I thought I would use the recent resurgence of interest in the issue of intelligence and race to highlight some lesser-known and more technical aspects of this contentious debate.
While everyone has some intuitive sense of what intelligence consists of, these vary widely from individual to individual due to the amorphous nature of the concept. Is it verbal fluency? Numerical adeptness? Critical thinking? Logical skills? Depending on one’s preferences, one can come up with many different ways of defining intelligence and testing for it. When it comes to quantifying intelligence and trying to measure it (assuming that it can be reduced to a single measure, itself a highly problematic thesis) one must realize that any measure is always a proxy for the quantity being sought and the issue becomes how good a proxy it is.

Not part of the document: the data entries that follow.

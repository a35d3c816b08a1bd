use axum::extract::Json;
use axum::http::StatusCode;
use axum::response::{IntoResponse, Response};
use serde::{Deserialize, Serialize};
use serde_json::json;
use std::env;
use std::fmt::{self, Debug, Display};

pub const ENV_VAR: i32 = 1;
pub const DATABASE: i32 = 2;
pub const REQWEST: i32 = 3;
pub const UPSTREAM: i32 = 4;
pub const UNEXPECTED: i32 = 5;
pub const PROCESSOR: i32 = 6;

pub const INVALID_STATE: i32 = 100;
pub const MISSING_INPUT: i32 = 101;
pub const ADDRESS_NOT_FOUND: i32 = 102;
pub const ROUTE_NOT_FOUND: i32 = 103;
pub const INVALID_AMOUNT: i32 = 104;
pub const INVALID_CURRENCY: i32 = 105;
pub const INVALID_DISTANCE: i32 = 106;
pub const INVALID_IDENTIFIER: i32 = 107;
pub const UNKNOWN_EXTRA: i32 = 108;

/// Crate-wide error. Codes below 100 are internal failures, codes from 100 up
/// are caused by the caller and carry a message meant for the user.
#[derive(Clone, Debug, PartialEq, Serialize, Deserialize)]
pub struct Error {
    pub code: i32,
    #[serde(rename = "error")]
    pub message: String,
}

impl Error {
    pub fn is_client_error(&self) -> bool {
        self.code >= 100
    }
}

impl Display for Error {
    fn fmt(&self, f: &mut fmt::Formatter<'_>) -> fmt::Result {
        write!(f, "{} (code {})", self.message, self.code)
    }
}

impl std::error::Error for Error {}

impl From<env::VarError> for Error {
    fn from(err: env::VarError) -> Self {
        env_var_error(err)
    }
}

impl From<sqlx::Error> for Error {
    fn from(err: sqlx::Error) -> Self {
        database_error(err)
    }
}

impl From<reqwest::Error> for Error {
    fn from(err: reqwest::Error) -> Self {
        reqwest_error(err)
    }
}

impl IntoResponse for Error {
    fn into_response(self) -> Response {
        let (status, error_message) = match self.code {
            PROCESSOR => (StatusCode::INTERNAL_SERVER_ERROR, self.message.as_str()),
            1..=99 => (StatusCode::INTERNAL_SERVER_ERROR, "Internal Server Error"),
            _ => (StatusCode::BAD_REQUEST, self.message.as_str()),
        };

        let body = Json(json!({
            "code": self.code,
            "error": error_message,
        }));

        (status, body).into_response()
    }
}

pub fn invalid_state_error() -> Error {
    Error {
        code: INVALID_STATE,
        message: "invalid state".into(),
    }
}

pub fn missing_input_error(what: &str) -> Error {
    Error {
        code: MISSING_INPUT,
        message: format!("{} required", what),
    }
}

pub fn address_not_found_error(address: &str) -> Error {
    Error {
        code: ADDRESS_NOT_FOUND,
        message: format!("address not found: {}", address),
    }
}

pub fn route_not_found_error() -> Error {
    Error {
        code: ROUTE_NOT_FOUND,
        message: "unable to compute a route between these addresses".into(),
    }
}

pub fn invalid_amount_error() -> Error {
    Error {
        code: INVALID_AMOUNT,
        message: "amount must be a positive number of minor currency units".into(),
    }
}

pub fn invalid_currency_error() -> Error {
    Error {
        code: INVALID_CURRENCY,
        message: "currency is required".into(),
    }
}

pub fn invalid_distance_error(distance: &str) -> Error {
    Error {
        code: INVALID_DISTANCE,
        message: format!("invalid route distance: {:?}", distance),
    }
}

pub fn invalid_identifier_error(id: &str) -> Error {
    Error {
        code: INVALID_IDENTIFIER,
        message: format!("invalid identifier: {:?}", id),
    }
}

pub fn unknown_extra_error(index: usize) -> Error {
    Error {
        code: UNKNOWN_EXTRA,
        message: format!("no extra at position {}", index),
    }
}

pub fn env_var_error(_: env::VarError) -> Error {
    Error {
        code: ENV_VAR,
        message: "environment variable error".into(),
    }
}

pub fn database_error<T: Debug>(err: T) -> Error {
    tracing::error!("database error: {:?}", err);

    Error {
        code: DATABASE,
        message: "database error".into(),
    }
}

pub fn reqwest_error(err: reqwest::Error) -> Error {
    // reqwest includes the request url, which may carry an api key
    tracing::error!("reqwest error: {}", err.without_url());

    Error {
        code: REQWEST,
        message: "reqwest error".into(),
    }
}

pub fn upstream_error() -> Error {
    Error {
        code: UPSTREAM,
        message: "upstream error".into(),
    }
}

pub fn unexpected_error() -> Error {
    Error {
        code: UNEXPECTED,
        message: "unexpected error".into(),
    }
}

pub fn processor_error(message: impl Into<String>) -> Error {
    Error {
        code: PROCESSOR,
        message: message.into(),
    }
}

Any test measures something. The question is what that something is and how we interpret the result. Charles Spearman in the early 1900s asserted that, while individual tests may be context-dependent, if we take a large number of tests of different kinds, then we can statistically extract from them a single number g (which is now referred to as “Spearman’s g“). Moreover, this number will be context-independent and so will provide a meaningful and unitary measure of “general intelligence.” Thus, just as length and time can be measured, people can be ranked along a linear intelligence scale that allows for comparison of intelligence. Similarly, the quality of various I.Q. tests can be evaluated by the amount of “g-loading” they have. That is, those tests that correlate strongly with g are deemed “better” at evaluating a person’s intelligence than those that do not.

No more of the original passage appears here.